For two reasons. One, it’s been said that teachers change the world one student at a time—so if we have 70 courses being taught throughout the grant by our 35 scholars, that’s hitting 1000+ students, who then hopefully will see things differently. But, more importantly, we’re committed to this because The Enhancing Life Project is actually trying to embody and enact a different way to understand the creation of knowledge and the structure of the university. It’s saying: take a topic that all divisions of the university share, and show that representatives of all those divisions have to be included in the discussion of what enhancing life means, or something is missed. In other words, this also becomes a defense for the humanities, because we can’t understand what enhancing life means if we only relegate it to biotechnology or medicine.

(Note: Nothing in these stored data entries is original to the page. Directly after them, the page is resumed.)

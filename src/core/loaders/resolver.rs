// ─── Loader composition ───
// Pure function from UI-level choices to an ordered, validated plan.

use serde::{Deserialize, Serialize};
use tracing::debug;

use super::compatibility::can_coexist;
use super::kind::LoaderKind;
use crate::core::error::ValidationError;

/// A loader as chosen on the selection screen, before validation.
#[derive(Debug, Clone, PartialEq, Eq, Serialize, Deserialize)]
pub struct LoaderChoice {
    pub kind: LoaderKind,
    pub version: Option<String>,
}

impl LoaderChoice {
    pub fn new(kind: LoaderKind, version: impl Into<String>) -> Self {
        Self {
            kind,
            version: Some(version.into()),
        }
    }

    pub fn unversioned(kind: LoaderKind) -> Self {
        Self {
            kind,
            version: None,
        }
    }
}

/// One step of the installation handed to the installer.
#[derive(Debug, Clone, PartialEq, Eq, Serialize, Deserialize)]
#[serde(rename_all = "camelCase")]
pub struct LoaderSelection {
    #[serde(rename = "type")]
    pub kind: LoaderKind,
    pub version: String,
    pub install_order: u32,
    pub is_addon: bool,
}

/// Ordered list of loader installs; orders run 1..=n without gaps.
#[derive(Debug, Clone, Default, PartialEq, Eq, Serialize, Deserialize)]
pub struct InstallPlan {
    pub game_version: String,
    pub entries: Vec<LoaderSelection>,
}

impl InstallPlan {
    pub fn is_vanilla(&self) -> bool {
        self.entries.is_empty()
    }

    pub fn primary(&self) -> Option<&LoaderSelection> {
        self.entries.iter().find(|e| e.kind.is_primary())
    }

    /// Combined version id, e.g. `forge-1.20.1-47.2.0-optifine-HD_U_I6`.
    /// A non-empty custom name always wins.
    pub fn version_id(&self, custom_name: Option<&str>) -> String {
        if let Some(name) = custom_name.filter(|n| !n.trim().is_empty()) {
            return name.to_string();
        }
        if self.entries.is_empty() {
            return self.game_version.clone();
        }

        let mut parts = Vec::with_capacity(self.entries.len());
        for entry in &self.entries {
            let version = entry.version.replace(':', "_");
            if parts.is_empty() {
                parts.push(format!("{}-{}-{}", entry.kind.id(), self.game_version, version));
            } else {
                parts.push(format!("{}-{}", entry.kind.id(), version));
            }
        }
        parts.join("-")
    }
}

/// Validate `choices` for `game_version` and produce the ordered plan.
///
/// Conflicts are checked first, then versions; nothing here touches the
/// network or the disk.
pub fn resolve(game_version: &str, choices: &[LoaderChoice]) -> Result<InstallPlan, ValidationError> {
    check_duplicates(choices)?;

    let primaries: Vec<&LoaderChoice> = choices.iter().filter(|c| c.kind.is_primary()).collect();
    if let [first, second, ..] = primaries.as_slice() {
        return Err(ValidationError::ConflictingSelection {
            first: first.kind,
            second: second.kind,
        });
    }
    let primary = primaries.first().map(|c| c.kind);

    for (i, a) in choices.iter().enumerate() {
        for b in &choices[i + 1..] {
            if !can_coexist(a.kind, b.kind, primary) {
                return Err(ValidationError::ConflictingSelection {
                    first: a.kind,
                    second: b.kind,
                });
            }
        }
    }

    let mut ordered: Vec<&LoaderChoice> = choices.iter().collect();
    ordered.sort_by_key(|c| (c.kind.is_addon(), c.kind.addon_priority()));

    let mut entries = Vec::with_capacity(ordered.len());
    for (index, choice) in ordered.into_iter().enumerate() {
        let raw = choice
            .version
            .as_deref()
            .map(str::trim)
            .filter(|v| !v.is_empty())
            .ok_or(ValidationError::MissingVersionSelection { kind: choice.kind })?;

        let version = normalize_version(choice.kind, game_version, raw)?;
        entries.push(LoaderSelection {
            kind: choice.kind,
            version,
            install_order: index as u32 + 1,
            // Standalone addons are installed as the base of the version.
            is_addon: choice.kind.is_addon() && primary.is_some(),
        });
    }

    debug!(
        "Resolved plan for {}: {}",
        game_version,
        entries
            .iter()
            .map(|e| format!("{}#{} {}", e.kind, e.install_order, e.version))
            .collect::<Vec<_>>()
            .join(", ")
    );

    Ok(InstallPlan {
        game_version: game_version.to_string(),
        entries,
    })
}

fn check_duplicates(choices: &[LoaderChoice]) -> Result<(), ValidationError> {
    for (i, choice) in choices.iter().enumerate() {
        if choices[..i].iter().any(|c| c.kind == choice.kind) {
            return Err(ValidationError::DuplicateSelection { kind: choice.kind });
        }
    }
    Ok(())
}

/// Bring a UI version string into the form the installer expects.
fn normalize_version(
    kind: LoaderKind,
    game_version: &str,
    raw: &str,
) -> Result<String, ValidationError> {
    match kind {
        LoaderKind::OptiFine => normalize_optifine(game_version, raw).ok_or_else(|| {
            ValidationError::MalformedVersion {
                kind,
                version: raw.to_string(),
            }
        }),
        _ => Ok(raw.to_string()),
    }
}

/// `1.20.1_HD_U_I6` / `HD_U_I6` -> `HD_U:I6`. Already-normalized input passes.
///
/// The patch starts at the first token shaped like `I6` so suffixes such as
/// `_pre1` stay with it: `HD_U_I6_pre1` -> `HD_U:I6_pre1`.
fn normalize_optifine(game_version: &str, raw: &str) -> Option<String> {
    if raw.contains(':') {
        return Some(raw.to_string());
    }
    let without_game = raw
        .strip_prefix(game_version)
        .and_then(|rest| rest.strip_prefix('_'))
        .unwrap_or(raw);

    let tokens: Vec<&str> = without_game.split('_').collect();
    let (edition, patch) = match tokens.iter().skip(1).position(|t| is_patch_token(t)) {
        Some(at) => (tokens[..=at].join("_"), tokens[at + 1..].join("_")),
        None => {
            let (edition, patch) = without_game.rsplit_once('_')?;
            (edition.to_string(), patch.to_string())
        }
    };
    if edition.is_empty() || patch.is_empty() {
        return None;
    }
    Some(format!("{edition}:{patch}"))
}

fn is_patch_token(token: &str) -> bool {
    let mut chars = token.chars();
    matches!(
        (chars.next(), chars.next()),
        (Some(letter), Some(digit)) if letter.is_ascii_uppercase() && digit.is_ascii_digit()
    )
}

#[cfg(test)]
mod tests {
    use super::*;
    use LoaderKind::*;

    fn assert_contiguous(plan: &InstallPlan) {
        let orders: Vec<u32> = plan.entries.iter().map(|e| e.install_order).collect();
        let expected: Vec<u32> = (1..=plan.entries.len() as u32).collect();
        assert_eq!(orders, expected);
    }

    #[test]
    fn forge_with_optifine_addon() {
        let plan = resolve(
            "1.20.1",
            &[
                LoaderChoice::new(OptiFine, "1.20.1_HD_U_I6"),
                LoaderChoice::new(Forge, "47.2.0"),
            ],
        )
        .unwrap();

        assert_eq!(
            plan.entries,
            vec![
                LoaderSelection {
                    kind: Forge,
                    version: "47.2.0".into(),
                    install_order: 1,
                    is_addon: false,
                },
                LoaderSelection {
                    kind: OptiFine,
                    version: "HD_U:I6".into(),
                    install_order: 2,
                    is_addon: true,
                },
            ]
        );
        assert_eq!(plan.version_id(None), "forge-1.20.1-47.2.0-optifine-HD_U_I6");
    }

    #[test]
    fn standalone_liteloader_takes_first_slot() {
        let plan = resolve("1.8.9", &[LoaderChoice::new(LiteLoader, "1.8.9-SNAPSHOT")]).unwrap();
        assert_eq!(plan.entries.len(), 1);
        assert_eq!(plan.entries[0].install_order, 1);
        assert!(!plan.entries[0].is_addon);
    }

    #[test]
    fn forge_hosts_both_addons_in_priority_order() {
        let plan = resolve(
            "1.12.2",
            &[
                LoaderChoice::new(LiteLoader, "1.12.2-SNAPSHOT"),
                LoaderChoice::new(OptiFine, "HD_U_G5"),
                LoaderChoice::new(Forge, "14.23.5.2860"),
            ],
        )
        .unwrap();
        let kinds: Vec<_> = plan.entries.iter().map(|e| e.kind).collect();
        assert_eq!(kinds, vec![Forge, OptiFine, LiteLoader]);
        assert_contiguous(&plan);
    }

    #[test]
    fn addons_without_forge_conflict() {
        let err = resolve(
            "1.12.2",
            &[LoaderChoice::new(OptiFine, "HD_U_G5"), LoaderChoice::new(LiteLoader, "x")],
        )
        .unwrap_err();
        assert!(matches!(err, ValidationError::ConflictingSelection { .. }));

        let err = resolve(
            "1.20.1",
            &[LoaderChoice::new(Fabric, "0.15.0"), LoaderChoice::new(OptiFine, "HD_U_I6")],
        )
        .unwrap_err();
        assert!(matches!(err, ValidationError::ConflictingSelection { .. }));
    }

    #[test]
    fn two_primaries_conflict() {
        let err = resolve(
            "1.20.1",
            &[LoaderChoice::new(Fabric, "0.15.0"), LoaderChoice::new(Quilt, "0.23.0")],
        )
        .unwrap_err();
        assert_eq!(
            err,
            ValidationError::ConflictingSelection {
                first: Fabric,
                second: Quilt
            }
        );
    }

    #[test]
    fn missing_version_is_rejected() {
        let err = resolve(
            "1.20.1",
            &[LoaderChoice::new(Forge, "47.2.0"), LoaderChoice::unversioned(OptiFine)],
        )
        .unwrap_err();
        assert_eq!(err, ValidationError::MissingVersionSelection { kind: OptiFine });

        let err = resolve("1.20.1", &[LoaderChoice::new(Fabric, "  ")]).unwrap_err();
        assert_eq!(err, ValidationError::MissingVersionSelection { kind: Fabric });
    }

    #[test]
    fn duplicate_kind_is_rejected() {
        let err = resolve(
            "1.20.1",
            &[LoaderChoice::new(Forge, "47.2.0"), LoaderChoice::new(Forge, "47.1.0")],
        )
        .unwrap_err();
        assert_eq!(err, ValidationError::DuplicateSelection { kind: Forge });
    }

    #[test]
    fn malformed_optifine_version_is_rejected() {
        let err = resolve("1.20.1", &[LoaderChoice::new(OptiFine, "latest")]).unwrap_err();
        assert!(matches!(err, ValidationError::MalformedVersion { .. }));
    }

    #[test]
    fn empty_selection_is_vanilla() {
        let plan = resolve("1.20.1", &[]).unwrap();
        assert!(plan.is_vanilla());
        assert_eq!(plan.version_id(None), "1.20.1");
        assert_eq!(plan.version_id(Some("My Pack")), "My Pack");
    }

    #[test]
    fn every_valid_plan_has_contiguous_orders() {
        let candidates = [
            vec![LoaderChoice::new(Fabric, "0.15.0")],
            vec![LoaderChoice::new(OptiFine, "HD_U_I6")],
            vec![LoaderChoice::new(Forge, "1"), LoaderChoice::new(LiteLoader, "2")],
            vec![
                LoaderChoice::new(LiteLoader, "2"),
                LoaderChoice::new(Forge, "1"),
                LoaderChoice::new(OptiFine, "HD_U_I6"),
            ],
        ];
        for choices in candidates {
            let plan = resolve("1.12.2", &choices).unwrap();
            assert_contiguous(&plan);
            if let Some(primary) = plan.primary() {
                assert_eq!(primary.install_order, 1);
            }
        }
    }

    #[test]
    fn optifine_prerelease_keeps_its_suffix() {
        let plan = resolve(
            "1.20.1",
            &[
                LoaderChoice::new(Forge, "47.2.0"),
                LoaderChoice::new(OptiFine, "1.20.1_HD_U_I6_pre1"),
            ],
        )
        .unwrap();
        assert_eq!(plan.entries[1].version, "HD_U:I6_pre1");
        assert_eq!(plan.version_id(None), "forge-1.20.1-47.2.0-optifine-HD_U_I6_pre1");

        assert_eq!(normalize_optifine("1.12.2", "HD_U_G5").as_deref(), Some("HD_U:G5"));
        assert_eq!(normalize_optifine("1.8.9", "HD_U_M5_pre2").as_deref(), Some("HD_U:M5_pre2"));
        assert_eq!(normalize_optifine("1.20.1", "HD_U:I6_pre1").as_deref(), Some("HD_U:I6_pre1"));
        assert_eq!(normalize_optifine("1.20.1", "_I6"), None);
    }
}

We want to, if possible, follow this up with an ongoing enterprise called Enhancing Life Studies, which would appear in various universities, depending on faculty interest and so on. The second reason we’re so committed to this is what I noted before in terms of my own work and thinking—we’re trying to move students to see issues multi-dimensionally, and to see how the dimensions interact. If we think about genetic enhancement, we need to have all these different perspectives, and this will mean no longer settling for simple mono-perspectival accounts of something—which we’re in danger of being swamped by, actually. So, our pedagogical slant has content—we want to get people thinking about this—and it’s also deeply related to what we think needs to be the method of scholarly inquiry and the production of knowledge. I must say, the summer seminars have been fabulously successful on this score—they’ve been just electric. Scholars have talked about how much they’ve had to move out of their comfort zone. We want everyone to be an expert in their field, but we want them also to start thinking multi-dimensionally, and that’s what we want to happen in the courses as well.